Subject: kern/29651: divide by zero in kernel if vm.bufmem* variables set wrong
To: None <kern-bug-people@netbsd.org, gnats-admin@netbsd.org,>
From: Simon Burge <simonb@wasabisystems.com>
List: netbsd-bugs
Date: 03/10/2005 14:36:00
>Number: 29651
>Category: kern
>Synopsis: divide by zero in kernel if vm.bufmem* variables set wrong
>Confidential: no
>Severity: serious
>Priority: low
>Responsible: kern-bug-people
>State: open
>Class: sw-bug
>Submitter-Id: net
>Arrival-Date: Thu Mar 10 14:36:00 +0000 2005
>Originator: Simon Burge <simonb@wasabisystems.com>
>Release: NetBSD 2.99.16, sources from March 7, 2005.
>Organization:
Wasabi Systems
>Environment:
System:
NetBSD pc532 2.99.16 NetBSD 2.99.16 (PC532)
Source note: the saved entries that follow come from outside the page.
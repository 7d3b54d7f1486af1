//! Exact symbolic differentiation and free-variable queries.
//!
//! Derivatives are exact: no finite-difference approximation enters the
//! generated expressions. Truncation error belongs to the numerical solver
//! under verification, not to the generator.

use indexmap::IndexSet;

use crate::expr::{BinaryOp, Expr, ExprNode, Func, UnaryOp};

/// First partial derivative of `expr` with respect to `var`.
///
/// `var` must be a bare symbol (the same handle style sympy's `diff` takes);
/// anything else is a programming error and panics.
pub fn diff(expr: Expr, var: Expr) -> Expr {
    let name = var
        .symbol_name()
        .unwrap_or_else(|| panic!("differentiation variable must be a bare symbol, got {var}"));
    diff_named(expr, &name)
}

fn diff_named(expr: Expr, var: &str) -> Expr {
    match expr.node() {
        ExprNode::Number(_) | ExprNode::Pi => Expr::number(0.0),
        ExprNode::Symbol(name) => Expr::number(if name == var { 1.0 } else { 0.0 }),
        ExprNode::Unary {
            op: UnaryOp::Neg,
            arg,
        } => diff_named(arg, var).neg(),
        ExprNode::Func { func, arg } => {
            let outer = match func {
                Func::Exp => arg.exp(),
                Func::Ln => Expr::number(1.0) / arg,
                Func::Sin => arg.cos(),
                Func::Cos => arg.sin().neg(),
            };
            outer * diff_named(arg, var)
        }
        ExprNode::Binary { left, op, right } => match op {
            BinaryOp::Add => diff_named(left, var) + diff_named(right, var),
            BinaryOp::Sub => diff_named(left, var) - diff_named(right, var),
            BinaryOp::Mul => diff_named(left, var) * right + left * diff_named(right, var),
            BinaryOp::Div => {
                (diff_named(left, var) * right - left * diff_named(right, var)) / right.pow(2.0)
            }
            BinaryOp::Pow => {
                if depends_on(right, var) {
                    // General case: d(u^v) = u^v * (v' ln u + v u' / u).
                    left.pow(right)
                        * (diff_named(right, var) * left.ln()
                            + right * diff_named(left, var) / left)
                } else {
                    right * left.pow(right - 1.0) * diff_named(left, var)
                }
            }
        },
    }
}

/// Whether `symbol` occurs free anywhere in `expr`.
pub fn depends_on(expr: Expr, symbol: &str) -> bool {
    match expr.node() {
        ExprNode::Number(_) | ExprNode::Pi => false,
        ExprNode::Symbol(name) => name == symbol,
        ExprNode::Unary { arg, .. } | ExprNode::Func { arg, .. } => depends_on(arg, symbol),
        ExprNode::Binary { left, right, .. } => {
            depends_on(left, symbol) || depends_on(right, symbol)
        }
    }
}

/// All free symbols of `expr`, in deterministic first-occurrence order.
pub fn free_symbols(expr: Expr) -> IndexSet<String> {
    let mut symbols = IndexSet::new();
    collect_symbols(expr, &mut symbols);
    symbols
}

fn collect_symbols(expr: Expr, out: &mut IndexSet<String>) {
    match expr.node() {
        ExprNode::Number(_) | ExprNode::Pi => {}
        ExprNode::Symbol(name) => {
            out.insert(name);
        }
        ExprNode::Unary { arg, .. } | ExprNode::Func { arg, .. } => collect_symbols(arg, out),
        ExprNode::Binary { left, right, .. } => {
            collect_symbols(left, out);
            collect_symbols(right, out);
        }
    }
}

#[cfg(test)]
mod tests {
    use super::*;

    #[test]
    fn derivative_of_unrelated_symbol_is_zero() {
        let x = Expr::symbol("x");
        let y = Expr::symbol("y");
        assert_eq!(diff(y, x).as_number(), Some(0.0));
        assert_eq!(diff(x, x).as_number(), Some(1.0));
        assert_eq!(diff(Expr::pi(), x).as_number(), Some(0.0));
    }

    #[test]
    fn product_rule_folds_constant_factors() {
        let x = Expr::symbol("x");
        let y = Expr::symbol("y");
        let expr = Expr::number(4.0) * x * y;
        assert_eq!(diff(expr, x).to_string(), "4 * y");
    }

    #[test]
    fn chain_rule_through_sin() {
        let x = Expr::symbol("x");
        let y = Expr::symbol("y");
        let expr = (Expr::number(4.0) * x * y).sin();
        assert_eq!(diff(expr, x).to_string(), "cos(4 * x * y) * 4 * y");
    }

    #[test]
    fn exponential_and_log_rules() {
        let x = Expr::symbol("x");
        assert_eq!(diff(x.exp(), x).to_string(), "exp(x)");
        assert_eq!(diff(x.ln(), x).to_string(), "1 / x");
        assert_eq!(diff(x.cos(), x).to_string(), "-sin(x)");
    }

    #[test]
    fn power_rule_with_constant_exponent() {
        let x = Expr::symbol("x");
        assert_eq!(diff(x.pow(3.0), x).to_string(), "3 * x^2");
        assert_eq!(diff(x.pow(-1.0), x).to_string(), "-x^(-2)");
    }

    #[test]
    fn general_power_rule_when_exponent_varies() {
        let x = Expr::symbol("x");
        let derivative = diff(x.pow(x), x);
        assert_eq!(derivative.to_string(), "x^x * (log(x) + x / x)");
    }

    #[test]
    fn quotient_rule_shape() {
        let x = Expr::symbol("x");
        let a = Expr::symbol("a");
        let derivative = diff(a / x, x);
        assert_eq!(derivative.to_string(), "-a / x^2");
    }

    #[test]
    fn depends_on_sees_through_nesting() {
        let x = Expr::symbol("x");
        let t = Expr::symbol("t");
        let expr = (t * x.sin()).exp();
        assert!(depends_on(expr, "x"));
        assert!(depends_on(expr, "t"));
        assert!(!depends_on(expr, "y"));
    }

    #[test]
    fn free_symbols_preserve_first_occurrence_order() {
        let expr = Expr::symbol("tau") * Expr::symbol("x") + Expr::symbol("x") * Expr::symbol("w");
        let symbols: Vec<_> = free_symbols(expr).into_iter().collect();
        assert_eq!(symbols, ["tau", "x", "w"]);
    }

    #[test]
    #[should_panic(expected = "bare symbol")]
    fn diff_rejects_non_symbol_variable() {
        let x = Expr::symbol("x");
        diff(x, x + Expr::number(1.0));
    }
}
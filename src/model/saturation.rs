//! Saturated vapor pressure and density over ice.
//!
//! Polynomial-in-log-temperature fit; the coefficients are the published
//! values and must not be re-derived. The correlation is kept symbolic all
//! the way to emission: the exp/log calls land in the generated code and
//! evaluate there in double precision.

use pfmms_sym::Expr;

use crate::model::fields::PhysParams;

/// Reference temperature, in kelvin (-10 C).
pub const REFERENCE_TEMPERATURE: f64 = 263.0;

/// Fit coefficients for ln(P_vs): K0/T + K1 + K2 T + K3 T^2 + K4 T^3 + K5 ln(T).
const VAPOR_PRESSURE_FIT: [f64; 6] = [
    -0.58653696e4,
    0.2224103300e2,
    0.13749042e-1,
    -0.34031775e-4,
    0.26967687e-7,
    0.6918651,
];

/// Saturated vapor pressure at the given (symbolic or literal) temperature.
pub fn vapor_pressure(temperature: Expr) -> Expr {
    let mut ln_pressure = Expr::number(0.0);
    for (coefficient, power) in VAPOR_PRESSURE_FIT[..5]
        .iter()
        .zip([-1.0, 0.0, 1.0, 2.0, 3.0])
    {
        ln_pressure = ln_pressure + Expr::number(*coefficient) * temperature.pow(power);
    }
    (ln_pressure + Expr::number(VAPOR_PRESSURE_FIT[5]) * temperature.ln()).exp()
}

/// Saturation mixing ratio x_s = (R_da / R_v) * P_vs / (P_a - P_vs).
pub fn saturation_ratio(params: &PhysParams, temperature: Expr) -> Expr {
    let p_vs = vapor_pressure(temperature);
    params.r_da / params.r_v * (p_vs / (params.p_a - p_vs))
}

/// Saturated vapor density rho_vs = rho_a * x_s.
pub fn saturation_density(params: &PhysParams, temperature: Expr) -> Expr {
    params.rho_a * saturation_ratio(params, temperature)
}

/// Equilibrium vapor concentration u_eq = (rho_vs(T) - rho_vs(T_o)) / rho_i.
pub fn equilibrium_concentration(params: &PhysParams, temperature: Expr) -> Expr {
    let at_reference = saturation_density(params, Expr::number(REFERENCE_TEMPERATURE));
    (saturation_density(params, temperature) - at_reference) / params.rho_i
}

#[cfg(test)]
mod tests {
    use super::*;
    use pfmms_sym::calculus::free_symbols;

    #[test]
    fn vapor_pressure_at_reference_is_parameter_free() {
        let p_vs = vapor_pressure(Expr::number(REFERENCE_TEMPERATURE));
        assert!(free_symbols(p_vs).is_empty());
    }

    #[test]
    fn vapor_pressure_keeps_log_term_symbolic() {
        let p_vs = vapor_pressure(Expr::number(REFERENCE_TEMPERATURE));
        // The polynomial part folds to a literal but exp/log stay calls.
        let text = p_vs.to_string();
        assert!(text.starts_with("exp("));
        assert!(text.contains("log(263)"));
    }

    #[test]
    fn equilibrium_concentration_uses_only_declared_symbols() {
        let params = PhysParams::new();
        let temperature = Expr::symbol("T");
        let u_eq = equilibrium_concentration(&params, temperature);
        let symbols = free_symbols(u_eq);
        for name in ["T", "R_da", "R_v", "P_a", "rho_a", "rho_i"] {
            assert!(symbols.contains(name), "missing {name}");
        }
        assert_eq!(symbols.len(), 6);
    }
}
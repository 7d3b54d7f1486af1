use std::collections::HashMap;
use std::process;

use pfmms::model::equation::{phase_evolution_terms, SourceForm};
use pfmms::model::fields::{self, Coords, PhysParams};
use pfmms::model::saturation::equilibrium_concentration;
use pfmms_codegen::{CFunction, CSource};
use pfmms_sym::eval::eval;

/// Every symbol the derivation is allowed to mention, sorted by name.
/// Emission fails if the forcing term leaks anything else.
fn declared_parameters() -> Vec<String> {
    [
        "P_a", "R_da", "R_v", "lambda", "rho_a", "rho_i", "t", "tau", "w", "x", "y",
    ]
    .map(String::from)
    .to_vec()
}

/// Sample point used during development to sanity-check the equilibrium
/// concentration: unit coordinates, standard air/ice properties.
fn sample_bindings() -> HashMap<String, f64> {
    [
        ("x", 1.0),
        ("y", 1.0),
        ("t", 1.0),
        ("rho_a", 1.341),
        ("rho_i", 918.9),
        ("P_a", 101325.0),
        ("R_da", 287.058),
        ("R_v", 461.5),
    ]
    .map(|(name, value)| (name.to_string(), value))
    .into_iter()
    .collect()
}

fn main() {
    let coords = Coords::new();
    let params = PhysParams::new();

    println!("T = {}", fields::temperature_field(&coords));
    println!("u = {}", fields::concentration_field(&coords));
    println!("phi = {}", fields::phase_field(&coords));

    let terms = phase_evolution_terms(&coords, &params);
    let forcing = terms.forcing_term(SourceForm::Full);
    println!();
    println!("forcing term = {}", forcing);

    let u_eq = equilibrium_concentration(&params, fields::temperature_field(&coords));
    match eval(u_eq, &sample_bindings()) {
        Ok(value) => {
            println!();
            println!("u_eq at the sample point = {:e}", value);
        }
        Err(err) => {
            eprintln!("evaluation failed: {}", err);
            process::exit(1);
        }
    }

    let mut source = CSource::new();
    for (name, body) in [("forcing_term", forcing), ("coupling_term", terms.coupling)] {
        match CFunction::with_params(name, declared_parameters(), body) {
            Ok(function) => source.push(function),
            Err(err) => {
                eprintln!("codegen failed: {}", err);
                process::exit(1);
            }
        }
    }
    println!();
    println!("{}", source.to_c());
}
#66: Thu Mar 10 23:53:53 EST 2005
simonb@thoreau:/var/tmp/PC532 pc532
Architecture: i386
Machine: i386
>Description:
If the bufmem_lowater and bufmem_hiwater variables are set
to the same value, we can get a devide-by-zero in the kernel
in buf_lotsfree() at the following lines:
thresh = (bufmem - bufmem_lowater) /
((bufmem_hiwater - bufmem_lowater) / 16);
>How-To-Repeat:
sysctl -w vm.bufmem_lowater=65536
sysctl -w vm.bufmem_hiwater=65536
wait, then see:
fatal divide by zero in supervisor mode
trap type=6, pc=0xe006e0eb, tear=0xf7000, msr=0xaf
panic: trap
>Fix:
None given. Add some sort of checking to sysctl_bufvm_update()?